*** PROVIDED MATERIAL

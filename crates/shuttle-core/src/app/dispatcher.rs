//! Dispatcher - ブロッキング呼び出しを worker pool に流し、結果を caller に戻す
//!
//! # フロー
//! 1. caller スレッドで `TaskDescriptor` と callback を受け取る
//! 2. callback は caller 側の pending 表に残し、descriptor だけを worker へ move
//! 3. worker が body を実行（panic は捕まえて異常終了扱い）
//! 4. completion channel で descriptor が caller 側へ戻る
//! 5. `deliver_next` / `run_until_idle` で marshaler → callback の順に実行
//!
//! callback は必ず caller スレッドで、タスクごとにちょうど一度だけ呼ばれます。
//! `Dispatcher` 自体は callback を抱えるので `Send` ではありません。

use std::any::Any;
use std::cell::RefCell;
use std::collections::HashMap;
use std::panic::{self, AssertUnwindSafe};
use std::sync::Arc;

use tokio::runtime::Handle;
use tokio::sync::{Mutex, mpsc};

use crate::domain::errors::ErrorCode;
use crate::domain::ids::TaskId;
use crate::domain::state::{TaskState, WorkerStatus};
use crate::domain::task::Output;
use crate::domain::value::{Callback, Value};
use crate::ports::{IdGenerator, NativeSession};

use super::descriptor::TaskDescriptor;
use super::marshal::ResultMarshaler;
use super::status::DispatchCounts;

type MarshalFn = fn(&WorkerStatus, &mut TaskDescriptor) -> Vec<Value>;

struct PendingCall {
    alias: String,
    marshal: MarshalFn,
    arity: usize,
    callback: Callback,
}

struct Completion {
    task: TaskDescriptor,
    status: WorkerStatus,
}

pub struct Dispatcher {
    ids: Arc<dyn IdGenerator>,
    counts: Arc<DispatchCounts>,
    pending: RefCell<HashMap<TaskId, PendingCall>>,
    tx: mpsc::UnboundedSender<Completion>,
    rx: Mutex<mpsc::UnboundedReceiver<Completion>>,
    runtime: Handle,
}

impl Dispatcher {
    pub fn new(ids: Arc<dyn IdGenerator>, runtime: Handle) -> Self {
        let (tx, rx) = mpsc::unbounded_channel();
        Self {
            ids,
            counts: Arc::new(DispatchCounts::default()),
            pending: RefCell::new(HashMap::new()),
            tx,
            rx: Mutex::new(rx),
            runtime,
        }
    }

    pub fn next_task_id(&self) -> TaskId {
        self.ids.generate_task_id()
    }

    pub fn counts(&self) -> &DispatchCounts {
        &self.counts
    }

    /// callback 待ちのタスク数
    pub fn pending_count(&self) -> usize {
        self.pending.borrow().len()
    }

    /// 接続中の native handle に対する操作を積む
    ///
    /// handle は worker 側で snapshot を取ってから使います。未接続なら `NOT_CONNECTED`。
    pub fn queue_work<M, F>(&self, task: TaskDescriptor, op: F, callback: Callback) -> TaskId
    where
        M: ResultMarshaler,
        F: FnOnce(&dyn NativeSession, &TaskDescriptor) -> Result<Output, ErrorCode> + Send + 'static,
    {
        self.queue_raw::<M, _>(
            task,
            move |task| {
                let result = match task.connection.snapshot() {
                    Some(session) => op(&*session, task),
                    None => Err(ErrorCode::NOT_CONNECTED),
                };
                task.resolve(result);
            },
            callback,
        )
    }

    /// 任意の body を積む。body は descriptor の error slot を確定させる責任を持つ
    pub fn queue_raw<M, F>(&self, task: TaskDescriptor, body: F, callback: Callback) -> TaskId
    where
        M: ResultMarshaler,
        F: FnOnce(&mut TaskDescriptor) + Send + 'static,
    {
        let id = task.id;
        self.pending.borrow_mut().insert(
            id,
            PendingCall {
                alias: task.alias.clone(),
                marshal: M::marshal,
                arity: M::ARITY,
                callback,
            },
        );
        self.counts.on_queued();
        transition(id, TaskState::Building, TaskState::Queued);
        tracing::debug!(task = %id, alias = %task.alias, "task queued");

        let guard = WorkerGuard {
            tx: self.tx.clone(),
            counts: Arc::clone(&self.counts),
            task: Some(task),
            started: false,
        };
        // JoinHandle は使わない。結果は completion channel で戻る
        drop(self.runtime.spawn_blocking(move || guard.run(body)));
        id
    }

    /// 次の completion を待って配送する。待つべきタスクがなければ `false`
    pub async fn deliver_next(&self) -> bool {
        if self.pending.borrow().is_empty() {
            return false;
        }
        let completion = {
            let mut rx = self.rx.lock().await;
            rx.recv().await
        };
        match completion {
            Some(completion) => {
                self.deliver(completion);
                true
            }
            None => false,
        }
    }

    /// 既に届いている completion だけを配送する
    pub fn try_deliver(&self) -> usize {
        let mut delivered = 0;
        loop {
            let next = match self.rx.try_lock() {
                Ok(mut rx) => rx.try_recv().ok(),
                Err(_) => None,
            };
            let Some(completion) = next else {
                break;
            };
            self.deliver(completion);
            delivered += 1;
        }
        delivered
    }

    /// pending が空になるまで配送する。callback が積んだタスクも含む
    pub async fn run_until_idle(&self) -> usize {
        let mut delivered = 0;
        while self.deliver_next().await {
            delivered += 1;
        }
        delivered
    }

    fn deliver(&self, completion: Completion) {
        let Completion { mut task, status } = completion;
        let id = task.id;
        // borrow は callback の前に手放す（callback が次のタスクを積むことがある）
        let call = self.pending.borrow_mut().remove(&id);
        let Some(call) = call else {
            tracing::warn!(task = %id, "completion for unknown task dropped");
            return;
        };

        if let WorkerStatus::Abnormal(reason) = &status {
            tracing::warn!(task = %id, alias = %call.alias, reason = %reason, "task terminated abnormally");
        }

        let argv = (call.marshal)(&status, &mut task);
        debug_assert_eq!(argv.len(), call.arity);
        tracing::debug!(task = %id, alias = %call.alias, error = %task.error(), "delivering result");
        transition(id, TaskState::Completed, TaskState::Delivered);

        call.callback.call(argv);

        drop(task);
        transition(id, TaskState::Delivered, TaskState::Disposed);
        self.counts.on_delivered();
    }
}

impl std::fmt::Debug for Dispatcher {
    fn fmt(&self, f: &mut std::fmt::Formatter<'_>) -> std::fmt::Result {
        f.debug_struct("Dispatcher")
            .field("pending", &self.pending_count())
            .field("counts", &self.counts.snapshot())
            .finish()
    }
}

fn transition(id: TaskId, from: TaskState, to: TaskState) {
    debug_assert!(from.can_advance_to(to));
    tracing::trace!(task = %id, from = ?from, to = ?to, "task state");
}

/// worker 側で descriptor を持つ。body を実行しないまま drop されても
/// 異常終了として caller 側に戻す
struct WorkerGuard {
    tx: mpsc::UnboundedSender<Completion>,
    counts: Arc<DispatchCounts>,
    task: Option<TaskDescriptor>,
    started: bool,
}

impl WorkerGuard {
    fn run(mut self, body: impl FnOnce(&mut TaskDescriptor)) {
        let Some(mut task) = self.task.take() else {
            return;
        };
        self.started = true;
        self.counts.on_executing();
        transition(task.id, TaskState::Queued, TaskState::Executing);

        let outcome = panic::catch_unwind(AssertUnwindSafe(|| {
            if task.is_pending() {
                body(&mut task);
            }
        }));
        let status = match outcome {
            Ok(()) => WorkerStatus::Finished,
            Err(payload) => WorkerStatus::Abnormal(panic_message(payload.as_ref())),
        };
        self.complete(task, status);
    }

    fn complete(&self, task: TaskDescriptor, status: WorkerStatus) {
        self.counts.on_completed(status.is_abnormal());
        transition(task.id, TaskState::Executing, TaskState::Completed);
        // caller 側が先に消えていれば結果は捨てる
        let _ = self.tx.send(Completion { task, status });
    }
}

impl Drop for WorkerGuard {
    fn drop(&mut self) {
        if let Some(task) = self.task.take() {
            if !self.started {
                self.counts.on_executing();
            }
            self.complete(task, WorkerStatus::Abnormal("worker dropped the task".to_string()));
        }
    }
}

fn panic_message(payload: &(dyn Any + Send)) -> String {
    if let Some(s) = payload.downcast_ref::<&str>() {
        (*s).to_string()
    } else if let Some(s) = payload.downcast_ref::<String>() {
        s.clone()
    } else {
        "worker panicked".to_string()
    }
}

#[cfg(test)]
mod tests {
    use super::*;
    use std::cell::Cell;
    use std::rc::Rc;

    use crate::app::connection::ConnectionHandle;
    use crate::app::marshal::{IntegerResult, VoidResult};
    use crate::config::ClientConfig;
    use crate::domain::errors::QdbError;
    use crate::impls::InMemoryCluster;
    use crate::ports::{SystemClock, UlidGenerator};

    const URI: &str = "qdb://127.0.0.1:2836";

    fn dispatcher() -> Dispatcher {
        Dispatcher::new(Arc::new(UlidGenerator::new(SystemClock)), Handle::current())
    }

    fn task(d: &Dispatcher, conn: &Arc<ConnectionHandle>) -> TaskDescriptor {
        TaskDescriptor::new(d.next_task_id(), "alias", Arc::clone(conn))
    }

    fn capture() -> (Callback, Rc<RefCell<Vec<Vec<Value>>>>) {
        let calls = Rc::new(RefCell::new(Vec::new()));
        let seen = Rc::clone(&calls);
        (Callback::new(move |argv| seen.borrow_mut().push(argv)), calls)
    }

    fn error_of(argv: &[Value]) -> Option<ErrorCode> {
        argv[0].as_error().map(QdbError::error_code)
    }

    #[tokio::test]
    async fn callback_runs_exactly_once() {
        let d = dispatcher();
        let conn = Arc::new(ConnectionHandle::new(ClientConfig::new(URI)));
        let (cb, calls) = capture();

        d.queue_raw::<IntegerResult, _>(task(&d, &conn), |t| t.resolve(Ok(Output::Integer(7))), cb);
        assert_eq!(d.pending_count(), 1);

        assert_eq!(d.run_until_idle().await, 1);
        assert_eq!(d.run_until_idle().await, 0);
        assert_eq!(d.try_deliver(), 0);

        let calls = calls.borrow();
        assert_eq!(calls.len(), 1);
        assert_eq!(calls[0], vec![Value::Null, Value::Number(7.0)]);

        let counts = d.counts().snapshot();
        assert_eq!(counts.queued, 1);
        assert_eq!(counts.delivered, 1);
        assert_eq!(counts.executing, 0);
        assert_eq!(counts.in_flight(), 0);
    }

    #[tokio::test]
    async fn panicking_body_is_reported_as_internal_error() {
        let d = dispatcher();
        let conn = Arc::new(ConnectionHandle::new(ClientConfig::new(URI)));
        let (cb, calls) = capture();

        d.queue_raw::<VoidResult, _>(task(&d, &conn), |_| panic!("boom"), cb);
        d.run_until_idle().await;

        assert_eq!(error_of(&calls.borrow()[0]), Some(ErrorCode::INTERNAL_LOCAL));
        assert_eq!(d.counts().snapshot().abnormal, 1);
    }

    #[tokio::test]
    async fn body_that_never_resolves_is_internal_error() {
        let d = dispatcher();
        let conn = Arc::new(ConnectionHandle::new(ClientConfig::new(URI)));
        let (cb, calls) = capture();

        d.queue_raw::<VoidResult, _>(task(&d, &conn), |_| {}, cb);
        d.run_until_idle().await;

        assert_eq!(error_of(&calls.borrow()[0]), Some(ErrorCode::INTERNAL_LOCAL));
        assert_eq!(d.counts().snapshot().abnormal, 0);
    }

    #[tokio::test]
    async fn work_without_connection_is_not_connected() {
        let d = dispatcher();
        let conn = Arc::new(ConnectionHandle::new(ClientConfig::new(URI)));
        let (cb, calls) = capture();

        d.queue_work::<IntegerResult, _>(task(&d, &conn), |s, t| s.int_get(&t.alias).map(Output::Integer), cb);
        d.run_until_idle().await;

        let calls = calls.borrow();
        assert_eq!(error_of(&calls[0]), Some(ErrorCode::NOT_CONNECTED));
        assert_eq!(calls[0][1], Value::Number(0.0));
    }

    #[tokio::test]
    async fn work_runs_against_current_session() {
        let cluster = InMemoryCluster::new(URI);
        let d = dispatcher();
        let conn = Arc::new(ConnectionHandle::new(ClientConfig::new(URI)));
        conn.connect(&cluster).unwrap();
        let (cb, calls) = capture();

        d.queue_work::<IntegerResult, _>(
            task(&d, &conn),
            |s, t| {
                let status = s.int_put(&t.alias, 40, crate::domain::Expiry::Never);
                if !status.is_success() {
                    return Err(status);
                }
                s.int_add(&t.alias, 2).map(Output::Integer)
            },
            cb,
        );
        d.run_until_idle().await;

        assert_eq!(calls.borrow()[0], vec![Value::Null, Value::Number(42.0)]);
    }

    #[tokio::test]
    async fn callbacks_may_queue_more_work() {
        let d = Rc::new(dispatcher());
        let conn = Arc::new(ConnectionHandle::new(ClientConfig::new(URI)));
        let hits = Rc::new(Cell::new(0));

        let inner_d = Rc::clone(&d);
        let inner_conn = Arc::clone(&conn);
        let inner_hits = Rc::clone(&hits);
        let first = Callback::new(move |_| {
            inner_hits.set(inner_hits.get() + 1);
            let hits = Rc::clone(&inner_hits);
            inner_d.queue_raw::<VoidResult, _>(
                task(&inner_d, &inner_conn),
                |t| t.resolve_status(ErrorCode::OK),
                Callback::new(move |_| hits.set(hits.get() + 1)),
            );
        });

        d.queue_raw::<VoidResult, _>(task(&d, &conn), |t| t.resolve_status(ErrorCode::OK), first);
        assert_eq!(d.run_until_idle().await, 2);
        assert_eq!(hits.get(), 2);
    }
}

******

PROBLEM DETAILS
Your answer should be the lines of the records that hold the string "warn".

RESPONSE AREA
            tracing::warn!(task = %id, "completion for unknown task dropped");
            tracing::warn!(task = %id, alias = %call.alias, reason = %reason, "task terminated abnormally");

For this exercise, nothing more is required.